BEGIN

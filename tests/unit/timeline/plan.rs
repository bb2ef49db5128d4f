use super::*;
use crate::narration::binder::AudioHandle;

fn segments(items: usize) -> Vec<ScriptSegment> {
    let mut out = vec![ScriptSegment {
        kind: SegmentKind::Intro,
        text: "intro".to_string(),
    }];
    for i in 0..items {
        out.push(ScriptSegment {
            kind: SegmentKind::Item(i),
            text: format!("item {i}"),
        });
    }
    out.push(ScriptSegment {
        kind: SegmentKind::Ending,
        text: "ending".to_string(),
    });
    out
}

fn narrations(durations: &[f64]) -> Vec<NarrationResult> {
    durations
        .iter()
        .enumerate()
        .map(|(i, d)| NarrationResult {
            segment: ScriptSegment {
                kind: SegmentKind::Item(i),
                text: format!("item {i}"),
            },
            audio: AudioHandle::new(format!("narration_{i:03}.mp3")),
            duration_secs: *d,
        })
        .collect()
}

fn config() -> TimelineConfig {
    TimelineConfig {
        intro_secs: 3.0,
        ending_secs: 2.0,
        item_padding_secs: 0.5,
    }
}

fn frame(scene_index: usize) -> RenderedFrame {
    RenderedFrame {
        scene_index,
        width: 2,
        height: 2,
        data: vec![0; 16],
    }
}

#[test]
fn two_items_lay_out_end_to_end() {
    let plan = ScenePlan::build(&segments(2), &narrations(&[4.0, 5.0]), &config()).unwrap();
    let starts: Vec<f64> = plan.scenes().iter().map(|s| s.start_secs).collect();
    let durations: Vec<f64> = plan.scenes().iter().map(|s| s.duration_secs).collect();
    assert_eq!(starts, vec![0.0, 3.0, 7.5, 13.0]);
    assert_eq!(durations, vec![3.0, 4.5, 5.5, 2.0]);
    assert_eq!(plan.total_secs(), 15.0);
    assert_eq!(plan.item_count(), 2);
}

#[test]
fn scenes_are_contiguous_for_awkward_durations() {
    let ds = [0.1, 0.2, 1.0 / 3.0, 7.77, 2.05];
    let plan = ScenePlan::build(&segments(ds.len()), &narrations(&ds), &config()).unwrap();
    let scenes = plan.scenes();
    assert_eq!(scenes[0].start_secs, 0.0);
    for pair in scenes.windows(2) {
        assert_eq!(pair[1].start_secs, pair[0].start_secs + pair[0].duration_secs);
    }
    let last = scenes.last().unwrap();
    assert_eq!(plan.total_secs(), last.start_secs + last.duration_secs);
}

#[test]
fn narration_count_mismatch_is_a_timeline_error() {
    for ds in [&[4.0][..], &[4.0, 5.0, 6.0][..]] {
        let err = ScenePlan::build(&segments(2), &narrations(ds), &config()).unwrap_err();
        assert!(matches!(err, NewsreelError::Timeline(_)), "{err}");
    }
}

#[test]
fn zero_items_is_intro_then_ending() {
    let plan = ScenePlan::build(&segments(0), &[], &config()).unwrap();
    assert_eq!(plan.scenes().len(), 2);
    assert_eq!(plan.total_secs(), 5.0);
}

#[test]
fn malformed_segment_order_is_rejected() {
    let mut segs = segments(2);
    segs.swap(1, 2);
    let err = ScenePlan::build(&segs, &narrations(&[1.0, 1.0]), &config()).unwrap_err();
    assert!(matches!(err, NewsreelError::Timeline(_)));

    let mut segs = segments(1);
    segs.pop();
    let err = ScenePlan::build(&segs, &narrations(&[1.0]), &config()).unwrap_err();
    assert!(matches!(err, NewsreelError::Timeline(_)));

    let err = ScenePlan::build(&[], &[], &config()).unwrap_err();
    assert!(matches!(err, NewsreelError::Timeline(_)));
}

#[test]
fn narration_for_non_item_segment_is_rejected() {
    let mut narr = narrations(&[1.0]);
    narr[0].segment.kind = SegmentKind::Intro;
    let err = ScenePlan::build(&segments(1), &narr, &config()).unwrap_err();
    assert!(matches!(err, NewsreelError::Timeline(_)));
}

#[test]
fn unusable_narration_duration_is_rejected() {
    let err = ScenePlan::build(&segments(1), &narrations(&[0.0]), &config()).unwrap_err();
    assert!(matches!(err, NewsreelError::Timeline(_)));
}

#[test]
fn invalid_config_is_rejected() {
    let cfg = TimelineConfig {
        item_padding_secs: -0.1,
        ..config()
    };
    let err = ScenePlan::build(&segments(1), &narrations(&[1.0]), &cfg).unwrap_err();
    assert!(matches!(err, NewsreelError::Validation(_)));
}

#[test]
fn frame_span_rounds_to_nearest_frame() {
    let plan = ScenePlan::build(&segments(2), &narrations(&[4.0, 5.0]), &config()).unwrap();
    let fps = Fps::integer(30).unwrap();
    let spans: Vec<(u64, u64)> = plan
        .scenes()
        .iter()
        .map(|s| {
            let r = s.frame_span(fps);
            (r.start.0, r.end.0)
        })
        .collect();
    assert_eq!(spans, vec![(0, 90), (90, 225), (225, 390), (390, 450)]);
}

#[test]
fn attach_frames_matches_by_scene_index() {
    let plan = ScenePlan::build(&segments(2), &narrations(&[4.0, 5.0]), &config()).unwrap();
    let timeline = plan
        .attach_frames(vec![frame(3), frame(1), frame(0), frame(2)])
        .unwrap();
    assert_eq!(timeline.len(), 4);
    for (i, scene) in timeline.scenes().iter().enumerate() {
        assert_eq!(scene.scene_index, i);
        assert_eq!(scene.frame.scene_index, i);
    }
    assert_eq!(timeline.durations(), vec![3.0, 4.5, 5.5, 2.0]);
    assert_eq!(timeline.total_secs(), 15.0);
}

#[test]
fn attach_frames_rejects_gaps_duplicates_and_strays() {
    let plan = ScenePlan::build(&segments(1), &narrations(&[1.0]), &config()).unwrap();
    for frames in [
        vec![frame(0), frame(1)],
        vec![frame(0), frame(1), frame(1)],
        vec![frame(0), frame(1), frame(2), frame(7)],
    ] {
        let err = plan.attach_frames(frames).unwrap_err();
        assert!(matches!(err, NewsreelError::Timeline(_)), "{err}");
    }
}

#[test]
fn from_scenes_checks_order_and_contiguity() {
    let plan = ScenePlan::build(&segments(1), &narrations(&[1.0]), &config()).unwrap();
    let tl = plan
        .attach_frames(vec![frame(0), frame(1), frame(2)])
        .unwrap();

    let rebuilt = SceneTimeline::from_scenes(tl.scenes().to_vec()).unwrap();
    assert_eq!(rebuilt, tl);

    let mut gapped = tl.scenes().to_vec();
    gapped[2].start_secs += 0.25;
    assert!(SceneTimeline::from_scenes(gapped).is_err());

    let mut swapped = tl.scenes().to_vec();
    swapped.swap(0, 1);
    assert!(SceneTimeline::from_scenes(swapped).is_err());
}
use super::*;
use crate::audio::pcm::{MIX_CHANNELS, MIX_SAMPLE_RATE};
use crate::narration::binder::{AudioHandle, NarrationResult};
use crate::script::{ScriptSegment, SegmentKind};
use crate::timeline::plan::{ScenePlan, TimelineConfig};

fn timeline(narration: &[f64], frame_size: (u32, u32)) -> SceneTimeline {
    let mut segments = vec![ScriptSegment {
        kind: SegmentKind::Intro,
        text: "i".into(),
    }];
    let mut narrations = Vec::new();
    for (i, d) in narration.iter().enumerate() {
        let seg = ScriptSegment {
            kind: SegmentKind::Item(i),
            text: format!("s{i}"),
        };
        narrations.push(NarrationResult {
            segment: seg.clone(),
            audio: AudioHandle::new("x.mp3"),
            duration_secs: *d,
        });
        segments.push(seg);
    }
    segments.push(ScriptSegment {
        kind: SegmentKind::Ending,
        text: "e".into(),
    });
    let cfg = TimelineConfig {
        intro_secs: 3.0,
        ending_secs: 2.0,
        item_padding_secs: 0.5,
    };
    let plan = ScenePlan::build(&segments, &narrations, &cfg).unwrap();
    let frames = (0..segments.len())
        .map(|i| RenderedFrame {
            scene_index: i,
            width: frame_size.0,
            height: frame_size.1,
            data: vec![255; (frame_size.0 * frame_size.1 * 4) as usize],
        })
        .collect();
    plan.attach_frames(frames).unwrap()
}

fn silence(secs: f64) -> AudioTrack {
    let frames = (secs * f64::from(MIX_SAMPLE_RATE)).round() as usize;
    AudioTrack {
        sample_rate: MIX_SAMPLE_RATE,
        channels: MIX_CHANNELS,
        interleaved_f32: vec![0.0; frames * 2],
    }
}

fn fps() -> Fps {
    Fps::integer(30).unwrap()
}

#[test]
fn matching_audio_builds_request() {
    let tl = timeline(&[4.0, 5.0], (4, 2));
    let req = EncodingRequest::build(&tl, silence(15.0), fps()).unwrap();
    assert_eq!(req.frames.len(), 4);
    assert_eq!(req.durations, vec![3.0, 4.5, 5.5, 2.0]);
    assert_eq!(req.total_secs(), 15.0);
    assert_eq!((req.width(), req.height()), (4, 2));
}

#[test]
fn drift_within_one_frame_is_accepted() {
    let tl = timeline(&[4.0, 5.0], (2, 2));
    EncodingRequest::build(&tl, silence(15.0 + 0.03), fps()).unwrap();
    EncodingRequest::build(&tl, silence(15.0 - 0.03), fps()).unwrap();
}

#[test]
fn drift_beyond_one_frame_is_a_sync_error() {
    let tl = timeline(&[4.0, 5.0], (2, 2));
    for audio_secs in [15.05, 14.9, 0.0] {
        let err = EncodingRequest::build(&tl, silence(audio_secs), fps()).unwrap_err();
        assert!(matches!(err, NewsreelError::Sync(_)), "{audio_secs}: {err}");
    }
}

#[test]
fn mismatched_frame_sizes_are_rejected() {
    let mut tl = timeline(&[1.0], (2, 2));
    let odd = timeline(&[1.0], (4, 4));
    let mut scenes = tl.scenes().to_vec();
    scenes[1].frame = odd.scenes()[1].frame.clone();
    tl = SceneTimeline::from_scenes(scenes).unwrap();
    let err = EncodingRequest::build(&tl, silence(6.5), fps()).unwrap_err();
    assert!(matches!(err, NewsreelError::Validation(_)));
}

#[test]
fn empty_timeline_is_a_validation_error() {
    let tl = SceneTimeline::from_scenes(Vec::new()).unwrap();
    let err = EncodingRequest::build(&tl, silence(0.0), fps()).unwrap_err();
    assert!(matches!(err, NewsreelError::Validation(_)));
}
use super::*;
use crate::foundation::core::Canvas;
use crate::render::theme::ThemeLayout;

fn small_theme() -> Arc<Theme> {
    Arc::new(Theme::for_canvas(Canvas {
        width: 480,
        height: 270,
    }))
}

fn intro() -> SceneDescriptor {
    SceneDescriptor {
        index: 0,
        kind: SceneKind::Intro {
            title: "World in Five".to_string(),
            date: "Oct 14 Wednesday".to_string(),
            tagline: "Five minutes a day".to_string(),
        },
    }
}

fn item(body: &str) -> SceneDescriptor {
    SceneDescriptor {
        index: 1,
        kind: SceneKind::Item {
            header: "World in Five".to_string(),
            date: "Oct 14".to_string(),
            title: "Global climate summit reaches new consensus".to_string(),
            body: body.to_string(),
            position: 1,
            total: 3,
        },
    }
}

fn ending() -> SceneDescriptor {
    SceneDescriptor {
        index: 2,
        kind: SceneKind::Ending {
            text: "Thanks for watching".to_string(),
            subtext: "See you tomorrow".to_string(),
        },
    }
}

fn row_mean_blue(frame: &RenderedFrame, row: u32) -> f64 {
    let stride = frame.width as usize * 4;
    let start = row as usize * stride;
    let px = &frame.data[start..start + stride];
    let sum: u64 = px.chunks_exact(4).map(|p| u64::from(p[2])).sum();
    sum as f64 / f64::from(frame.width)
}

#[test]
fn frame_has_canvas_dimensions_and_scene_index() {
    let mut composer = FrameComposer::new(small_theme()).unwrap();
    let frame = composer.render(&item("Short body.")).unwrap();
    assert_eq!(frame.scene_index, 1);
    assert_eq!((frame.width, frame.height), (480, 270));
    assert_eq!(frame.data.len(), 480 * 270 * 4);
    frame.validate().unwrap();
}

#[test]
fn rendering_is_deterministic_across_composers() {
    let theme = small_theme();
    let mut a = FrameComposer::new(Arc::clone(&theme)).unwrap();
    let mut b = FrameComposer::new(theme).unwrap();
    for scene in [intro(), item("Body text for the card."), ending()] {
        assert_eq!(a.render(&scene).unwrap(), b.render(&scene).unwrap());
    }
}

#[test]
fn scene_kinds_render_differently() {
    let mut composer = FrameComposer::new(small_theme()).unwrap();
    let i = composer.render(&intro()).unwrap();
    let c = composer.render(&item("Body")).unwrap();
    let e = composer.render(&ending()).unwrap();
    assert_ne!(i.data, c.data);
    assert_ne!(c.data, e.data);
    assert_ne!(i.data, e.data);
}

#[test]
fn background_gradient_darkens_toward_the_top() {
    let mut composer = FrameComposer::new(small_theme()).unwrap();
    let frame = composer.render(&intro()).unwrap();
    assert!(row_mean_blue(&frame, 0) < row_mean_blue(&frame, 269));
}

#[test]
fn overlong_body_is_clamped_not_rejected() {
    let mut composer = FrameComposer::new(small_theme()).unwrap();
    let body = "word ".repeat(400);
    composer.render(&item(&body)).unwrap();
}

#[test]
fn odd_canvas_is_rejected() {
    let theme = Theme::for_canvas(Canvas {
        width: 481,
        height: 270,
    });
    assert!(FrameComposer::new(Arc::new(theme)).is_err());
}

#[test]
fn progress_fraction_tracks_position() {
    assert_eq!(progress_fraction(1, 4), 0.25);
    assert_eq!(progress_fraction(4, 4), 1.0);
    assert_eq!(progress_fraction(9, 4), 1.0);
    assert_eq!(progress_fraction(0, 0), 0.0);
}

#[test]
fn ray_quad_is_closed_four_corner_path() {
    let path = ray_quad(Point::new(0.0, 0.0), 0.0, 10.0, 20.0, 2.0);
    let bbox = path.bounding_box();
    assert!((bbox.x0 - 10.0).abs() < 1e-9 && (bbox.x1 - 20.0).abs() < 1e-9);
    assert!((bbox.y0 + 1.0).abs() < 1e-9 && (bbox.y1 - 1.0).abs() < 1e-9);
}

const LONG_TITLE: &str = "Parliament approves sweeping overhaul of national infrastructure \
    spending after marathon overnight session with record amendments";
const LONG_BODY: &str = "Lawmakers worked through the night to reconcile competing versions \
    of the bill, which allocates funding for bridges, broadband, water systems and regional \
    rail. Supporters called it a generational investment while critics warned about long term \
    maintenance costs and the pace of procurement across several provinces and territories.";

fn system_font_theme() -> Option<Theme> {
    let path = crate::config::probe_system_font()?;
    let bytes = std::fs::read(path).ok()?;
    Some(Theme::default().with_font(bytes))
}

#[test]
fn shaped_item_lines_fit_card_width() {
    let Some(theme) = system_font_theme() else {
        return;
    };
    let mut painter = TextPainter::new(&theme).unwrap();
    let limit = card_text_width(&theme);
    let layout = &theme.layout;

    for (text, size_px, max_lines) in [
        (LONG_TITLE, layout.item_title_px, layout.item_title_max_lines),
        (LONG_BODY, layout.item_body_px, layout.item_body_max_lines),
    ] {
        let lines = painter.wrap_clamped(text, limit, size_px, max_lines).unwrap();
        assert!(!lines.is_empty());
        assert!(lines.len() <= max_lines);
        for line in &lines {
            let drawn = painter.line_width(line, size_px);
            assert!(drawn <= limit, "line {line:?} is {drawn}px, limit {limit}px");
        }
    }

    let mut composer = FrameComposer::new(Arc::new(theme)).unwrap();
    composer.render(&item(LONG_BODY)).unwrap();
}

#[test]
fn block_glyph_wrap_matches_theme_metrics() {
    let theme = Theme::default();
    let mut painter = TextPainter::new(&theme).unwrap();
    let limit = card_text_width(&theme);
    let size_px = theme.layout.item_body_px;
    let expected =
        crate::layout::wrap::wrap_clamped(LONG_BODY, limit, &theme.metrics, size_px, 3).unwrap();
    assert_eq!(painter.wrap_clamped(LONG_BODY, limit, size_px, 3).unwrap(), expected);
}

#[test]
fn indicator_ends_at_right_margin() {
    let theme = small_theme();
    let (right, size_px) = (theme.layout.indicator_right, theme.layout.indicator_px);
    let frame_w = f64::from(theme.canvas.width);
    let mut composer = FrameComposer::new(theme).unwrap();

    for indicator in ["1 / 3", "12 / 12"] {
        let x = composer.indicator_x(indicator);
        let width = f64::from(composer.text.line_width(indicator, size_px));
        assert!((x + width - (frame_w - right)).abs() < 1e-3, "{indicator}");
    }
    let short = composer.indicator_x("1 / 3");
    let long = composer.indicator_x("12 / 12");
    assert!(long < short);
}

#[test]
fn date_shadow_and_gold_step_scale_with_canvas() {
    let base = ThemeLayout::default();
    assert_eq!(base.intro_date_shadow_px, 1.0);
    assert_eq!(base.gold_step_frac, 0.04);
    let scaled = base.scaled(2.0);
    assert_eq!(scaled.intro_date_shadow_px, 2.0);
    assert_eq!(scaled.gold_step_frac, 0.04);
}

END

*Exercise goal*. Every line of the data above that includes "pair" should be listed.

*The answer*.
    for pair in scenes.windows(2) {
        assert_eq!(pair[1].start_secs, pair[0].start_secs + pair[0].duration_secs);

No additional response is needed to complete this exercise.